> WORK TO BE COMPLETED
Write out the data exactly, every line included.

.....

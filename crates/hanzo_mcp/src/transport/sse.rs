//! SSE/HTTP transport.
//!
//! `POST /rpc` carries one JSON-RPC request; the reply streams back as
//! `event: message` frames over a held-open response body. `GET /events`
//! opens a long-lived stream whose first event is a handshake advertising
//! server metadata.

use crate::dispatch::Dispatcher;
use crate::protocol::JsonRpcRequest;
use anyhow::{Context, Result};
use axum::extract::State;
use axum::response::sse::{Event, KeepAlive, Sse};
use axum::routing::{get, post};
use axum::{Json, Router};
use futures_util::stream::{self, Stream};
use std::convert::Infallible;
use std::time::Duration;
use tokio_util::sync::CancellationToken;
use tracing::{info, warn};

/// Serve until shutdown triggers.
pub async fn run(
    dispatcher: Dispatcher,
    host: &str,
    port: u16,
    shutdown: CancellationToken,
) -> Result<()> {
    let app = Router::new()
        .route("/rpc", post(rpc))
        .route("/events", get(events))
        .with_state(dispatcher);

    let addr = format!("{}:{}", host, port);
    let listener = tokio::net::TcpListener::bind(&addr)
        .await
        .with_context(|| format!("failed to bind {}", addr))?;
    info!(%addr, "sse transport ready");

    axum::serve(listener, app)
        .with_graceful_shutdown(async move { shutdown.cancelled().await })
        .await
        .context("sse server failed")?;
    Ok(())
}

/// One request in, its terminal response out as a single SSE frame.
/// Notifications produce an empty stream.
async fn rpc(
    State(dispatcher): State<Dispatcher>,
    Json(request): Json<JsonRpcRequest>,
) -> Sse<impl Stream<Item = Result<Event, Infallible>>> {
    let response = dispatcher.dispatch(request).await;

    let frames = response.into_iter().filter_map(|response| {
        match Event::default().event("message").json_data(&response) {
            Ok(event) => Some(Ok(event)),
            Err(err) => {
                warn!(%err, "unserializable response dropped");
                None
            }
        }
    });

    Sse::new(stream::iter(frames))
}

/// Long-lived notification stream; leads with the handshake event.
async fn events(
    State(dispatcher): State<Dispatcher>,
) -> Sse<impl Stream<Item = Result<Event, Infallible>>> {
    let handshake = Event::default()
        .event("handshake")
        .json_data(dispatcher.server_metadata())
        .unwrap_or_else(|_| Event::default().event("handshake"));

    Sse::new(stream::once(async move { Ok(handshake) }))
        .keep_alive(KeepAlive::new().interval(Duration::from_secs(15)))
}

.....

> REPLY
filename crates/hanzo_mcp/src/transport/sse.rs
//! SSE/HTTP transport.
//!
//! `POST /rpc` carries one JSON-RPC request; the reply streams back as
//! `event: message` frames over a held-open response body. `GET /events`
//! opens a long-lived stream whose first event is a handshake advertising
//! server metadata.

use crate::dispatch::Dispatcher;
use crate::protocol::JsonRpcRequest;
use anyhow::{Context, Result};
use axum::extract::State;
use axum::response::sse::{Event, KeepAlive, Sse};
use axum::routing::{get, post};
use axum::{Json, Router};
use futures_util::stream::{self, Stream};
use std::convert::Infallible;
use std::time::Duration;
use tokio_util::sync::CancellationToken;
use tracing::{info, warn};

/// Serve until shutdown triggers.
pub async fn run(
    dispatcher: Dispatcher,
    host: &str,
    port: u16,
    shutdown: CancellationToken,
) -> Result<()> {
    let app = Router::new()
        .route("/rpc", post(rpc))
        .route("/events", get(events))
        .with_state(dispatcher);

    let addr = format!("{}:{}", host, port);
    let listener = tokio::net::TcpListener::bind(&addr)
        .await
        .with_context(|| format!("failed to bind {}", addr))?;
    info!(%addr, "sse transport ready");

    axum::serve(listener, app)
        .with_graceful_shutdown(async move { shutdown.cancelled().await })
        .await
        .context("sse server failed")?;
    Ok(())
}

/// One request in, its terminal response out as a single SSE frame.
/// Notifications produce an empty stream.
async fn rpc(
    State(dispatcher): State<Dispatcher>,
    Json(request): Json<JsonRpcRequest>,
) -> Sse<impl Stream<Item = Result<Event, Infallible>>> {
    let response = dispatcher.dispatch(request).await;

    let frames = response.into_iter().filter_map(|response| {
        match Event::default().event("message").json_data(&response) {
            Ok(event) => Some(Ok(event)),
            Err(err) => {
                warn!(%err, "unserializable response dropped");
                None
            }
        }
    });

    Sse::new(stream::iter(frames))
}

/// Long-lived notification stream; leads with the handshake event.
async fn events(
    State(dispatcher): State<Dispatcher>,
) -> Sse<impl Stream<Item = Result<Event, Infallible>>> {
    let handshake = Event::default()
        .event("handshake")
        .json_data(dispatcher.server_metadata())
        .unwrap_or_else(|_| Event::default().event("handshake"));

    Sse::new(stream::once(async move { Ok(handshake) }))
        .keep_alive(KeepAlive::new().interval(Duration::from_secs(15)))
}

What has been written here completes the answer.